**TASK TO CARRY OUT**
The response must restate all of the data word for word.

Start of DATA EXCERPTS

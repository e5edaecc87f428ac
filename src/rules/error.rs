//! Rule violation types shared by every aggregate.

use super::Operation;
use crate::{
    project::domain::{ProjectId, ProjectStatus, TaskId, TaskStatus},
    team::domain::TeamId,
    user::domain::{UserId, UserRole},
};
use serde::{Deserialize, Serialize};
use std::fmt;
use thiserror::Error;

/// Aggregate kind named in transition errors.
#[derive(Debug, Clone, Copy, PartialEq, Eq, Hash, Serialize, Deserialize)]
#[serde(rename_all = "snake_case")]
pub enum EntityKind {
    /// A user account.
    User,
    /// A team.
    Team,
    /// A project.
    Project,
    /// A task or subtask.
    Task,
}

impl EntityKind {
    /// Returns the lowercase display name.
    #[must_use]
    pub const fn as_str(self) -> &'static str {
        match self {
            Self::User => "user",
            Self::Team => "team",
            Self::Project => "project",
            Self::Task => "task",
        }
    }
}

impl fmt::Display for EntityKind {
    fn fmt(&self, f: &mut fmt::Formatter<'_>) -> fmt::Result {
        f.write_str(self.as_str())
    }
}

/// The privilege an actor was missing.
#[derive(Debug, Clone, Copy, PartialEq, Eq)]
pub enum PrivilegeRequirement {
    /// The operation needs at least this system role.
    MinimumRole(UserRole),
    /// The actor must strictly outrank a user holding this role.
    Outrank(UserRole),
    /// The operation needs system privileges or a managing role in the team.
    TeamManager,
    /// The actor's own account must be active.
    ActiveAccount,
}

impl fmt::Display for PrivilegeRequirement {
    fn fmt(&self, f: &mut fmt::Formatter<'_>) -> fmt::Result {
        match self {
            Self::MinimumRole(role) => write!(f, "requires at least the {role} role"),
            Self::Outrank(role) => write!(f, "requires outranking the {role} role"),
            Self::TeamManager => f.write_str("requires team management rights"),
            Self::ActiveAccount => f.write_str("requires an active account"),
        }
    }
}

/// A business invariant that a proposed change would break.
#[derive(Debug, Clone, Error, PartialEq, Eq)]
pub enum InvariantViolation {
    /// The actor attempted a self-directed operation that is forbidden.
    #[error("user {user_id} may not {operation} when targeting their own account")]
    SelfTargeting {
        /// The acting and targeted user.
        user_id: UserId,
        /// The forbidden operation.
        operation: Operation,
    },

    /// The user is inactive and cannot join teams or receive work.
    #[error("user {0} is inactive")]
    InactiveUser(UserId),

    /// The user still belongs to teams and cannot be deleted.
    #[error("user {user_id} still belongs to {teams} team(s)")]
    UserHasMemberships {
        /// The user being deleted.
        user_id: UserId,
        /// Number of teams the user belongs to.
        teams: usize,
    },

    /// The team has no spare capacity.
    #[error("team {team_id} is at capacity ({capacity} members)")]
    TeamAtCapacity {
        /// The full team.
        team_id: TeamId,
        /// The configured member cap.
        capacity: usize,
    },

    /// The user already belongs to the team.
    #[error("user {user_id} is already a member of team {team_id}")]
    AlreadyMember {
        /// The team.
        team_id: TeamId,
        /// The existing member.
        user_id: UserId,
    },

    /// The user does not belong to the team.
    #[error("user {user_id} is not a member of team {team_id}")]
    NotTeamMember {
        /// The team.
        team_id: TeamId,
        /// The outsider.
        user_id: UserId,
    },

    /// The team is not active and accepts no new members or projects.
    #[error("team {0} is not active")]
    TeamNotActive(TeamId),

    /// The team is archived and accepts no structural changes.
    #[error("team {0} is archived")]
    TeamArchived(TeamId),

    /// The member still holds unfinished tasks in the team's projects.
    #[error("user {user_id} still has {open_tasks} unfinished task(s) in team {team_id}")]
    MemberHasOpenTasks {
        /// The team.
        team_id: TeamId,
        /// The member being removed.
        user_id: UserId,
        /// Number of unfinished assignments.
        open_tasks: usize,
    },

    /// The project is finalized and accepts no structural changes.
    #[error("project {project_id} is {status} and accepts no changes")]
    ProjectFinalized {
        /// The project.
        project_id: ProjectId,
        /// Its terminal status.
        status: ProjectStatus,
    },

    /// The project still has unfinished tasks and cannot be completed.
    #[error("project {project_id} still has {open_tasks} unfinished task(s)")]
    ProjectHasOpenTasks {
        /// The project.
        project_id: ProjectId,
        /// Number of unfinished tasks.
        open_tasks: usize,
    },

    /// The task is finalized and accepts no structural changes.
    #[error("task {task_id} is {status} and accepts no changes")]
    TaskFinalized {
        /// The task.
        task_id: TaskId,
        /// Its terminal status.
        status: TaskStatus,
    },

    /// The parent is itself a subtask; only one level of nesting is allowed.
    #[error("task {0} is a subtask and cannot have subtasks")]
    SubtaskNesting(TaskId),

    /// The parent task belongs to another project.
    #[error("parent task {parent_id} does not belong to project {project_id}")]
    ParentInOtherProject {
        /// The parent task.
        parent_id: TaskId,
        /// The project the subtask was created in.
        project_id: ProjectId,
    },
}

/// Denial returned by every domain rule.
#[derive(Debug, Clone, Error, PartialEq, Eq)]
pub enum RuleViolation {
    /// The status pair is not an edge of the entity's transition graph.
    #[error("invalid {entity} status transition from {from} to {to}")]
    InvalidTransition {
        /// The kind of aggregate.
        entity: EntityKind,
        /// Current status.
        from: &'static str,
        /// Requested status.
        to: &'static str,
    },

    /// The actor lacks the privilege the operation needs.
    #[error("user {actor_id} ({actor_role}) may not {operation}: {requirement}")]
    InsufficientPrivilege {
        /// The acting user.
        actor_id: UserId,
        /// The actor's system role.
        actor_role: UserRole,
        /// The attempted operation.
        operation: Operation,
        /// The missing privilege.
        requirement: PrivilegeRequirement,
    },

    /// A business invariant would be broken.
    #[error(transparent)]
    BusinessInvariantViolation(#[from] InvariantViolation),
}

End of DATA EXCERPTS

**ANSWER SECTION**
repository e5edaecc87f428ac
filename src/rules/error.rs
//! Rule violation types shared by every aggregate.

use super::Operation;
use crate::{
    project::domain::{ProjectId, ProjectStatus, TaskId, TaskStatus},
    team::domain::TeamId,
    user::domain::{UserId, UserRole},
};
use serde::{Deserialize, Serialize};
use std::fmt;
use thiserror::Error;

/// Aggregate kind named in transition errors.
#[derive(Debug, Clone, Copy, PartialEq, Eq, Hash, Serialize, Deserialize)]
#[serde(rename_all = "snake_case")]
pub enum EntityKind {
    /// A user account.
    User,
    /// A team.
    Team,
    /// A project.
    Project,
    /// A task or subtask.
    Task,
}

impl EntityKind {
    /// Returns the lowercase display name.
    #[must_use]
    pub const fn as_str(self) -> &'static str {
        match self {
            Self::User => "user",
            Self::Team => "team",
            Self::Project => "project",
            Self::Task => "task",
        }
    }
}

impl fmt::Display for EntityKind {
    fn fmt(&self, f: &mut fmt::Formatter<'_>) -> fmt::Result {
        f.write_str(self.as_str())
    }
}

/// The privilege an actor was missing.
#[derive(Debug, Clone, Copy, PartialEq, Eq)]
pub enum PrivilegeRequirement {
    /// The operation needs at least this system role.
    MinimumRole(UserRole),
    /// The actor must strictly outrank a user holding this role.
    Outrank(UserRole),
    /// The operation needs system privileges or a managing role in the team.
    TeamManager,
    /// The actor's own account must be active.
    ActiveAccount,
}

impl fmt::Display for PrivilegeRequirement {
    fn fmt(&self, f: &mut fmt::Formatter<'_>) -> fmt::Result {
        match self {
            Self::MinimumRole(role) => write!(f, "requires at least the {role} role"),
            Self::Outrank(role) => write!(f, "requires outranking the {role} role"),
            Self::TeamManager => f.write_str("requires team management rights"),
            Self::ActiveAccount => f.write_str("requires an active account"),
        }
    }
}

/// A business invariant that a proposed change would break.
#[derive(Debug, Clone, Error, PartialEq, Eq)]
pub enum InvariantViolation {
    /// The actor attempted a self-directed operation that is forbidden.
    #[error("user {user_id} may not {operation} when targeting their own account")]
    SelfTargeting {
        /// The acting and targeted user.
        user_id: UserId,
        /// The forbidden operation.
        operation: Operation,
    },

    /// The user is inactive and cannot join teams or receive work.
    #[error("user {0} is inactive")]
    InactiveUser(UserId),

    /// The user still belongs to teams and cannot be deleted.
    #[error("user {user_id} still belongs to {teams} team(s)")]
    UserHasMemberships {
        /// The user being deleted.
        user_id: UserId,
        /// Number of teams the user belongs to.
        teams: usize,
    },

    /// The team has no spare capacity.
    #[error("team {team_id} is at capacity ({capacity} members)")]
    TeamAtCapacity {
        /// The full team.
        team_id: TeamId,
        /// The configured member cap.
        capacity: usize,
    },

    /// The user already belongs to the team.
    #[error("user {user_id} is already a member of team {team_id}")]
    AlreadyMember {
        /// The team.
        team_id: TeamId,
        /// The existing member.
        user_id: UserId,
    },

    /// The user does not belong to the team.
    #[error("user {user_id} is not a member of team {team_id}")]
    NotTeamMember {
        /// The team.
        team_id: TeamId,
        /// The outsider.
        user_id: UserId,
    },

    /// The team is not active and accepts no new members or projects.
    #[error("team {0} is not active")]
    TeamNotActive(TeamId),

    /// The team is archived and accepts no structural changes.
    #[error("team {0} is archived")]
    TeamArchived(TeamId),

    /// The member still holds unfinished tasks in the team's projects.
    #[error("user {user_id} still has {open_tasks} unfinished task(s) in team {team_id}")]
    MemberHasOpenTasks {
        /// The team.
        team_id: TeamId,
        /// The member being removed.
        user_id: UserId,
        /// Number of unfinished assignments.
        open_tasks: usize,
    },

    /// The project is finalized and accepts no structural changes.
    #[error("project {project_id} is {status} and accepts no changes")]
    ProjectFinalized {
        /// The project.
        project_id: ProjectId,
        /// Its terminal status.
        status: ProjectStatus,
    },

    /// The project still has unfinished tasks and cannot be completed.
    #[error("project {project_id} still has {open_tasks} unfinished task(s)")]
    ProjectHasOpenTasks {
        /// The project.
        project_id: ProjectId,
        /// Number of unfinished tasks.
        open_tasks: usize,
    },

    /// The task is finalized and accepts no structural changes.
    #[error("task {task_id} is {status} and accepts no changes")]
    TaskFinalized {
        /// The task.
        task_id: TaskId,
        /// Its terminal status.
        status: TaskStatus,
    },

    /// The parent is itself a subtask; only one level of nesting is allowed.
    #[error("task {0} is a subtask and cannot have subtasks")]
    SubtaskNesting(TaskId),

    /// The parent task belongs to another project.
    #[error("parent task {parent_id} does not belong to project {project_id}")]
    ParentInOtherProject {
        /// The parent task.
        parent_id: TaskId,
        /// The project the subtask was created in.
        project_id: ProjectId,
    },
}

/// Denial returned by every domain rule.
#[derive(Debug, Clone, Error, PartialEq, Eq)]
pub enum RuleViolation {
    /// The status pair is not an edge of the entity's transition graph.
    #[error("invalid {entity} status transition from {from} to {to}")]
    InvalidTransition {
        /// The kind of aggregate.
        entity: EntityKind,
        /// Current status.
        from: &'static str,
        /// Requested status.
        to: &'static str,
    },

    /// The actor lacks the privilege the operation needs.
    #[error("user {actor_id} ({actor_role}) may not {operation}: {requirement}")]
    InsufficientPrivilege {
        /// The acting user.
        actor_id: UserId,
        /// The actor's system role.
        actor_role: UserRole,
        /// The attempted operation.
        operation: Operation,
        /// The missing privilege.
        requirement: PrivilegeRequirement,
    },

    /// A business invariant would be broken.
    #[error(transparent)]
    BusinessInvariantViolation(#[from] InvariantViolation),
}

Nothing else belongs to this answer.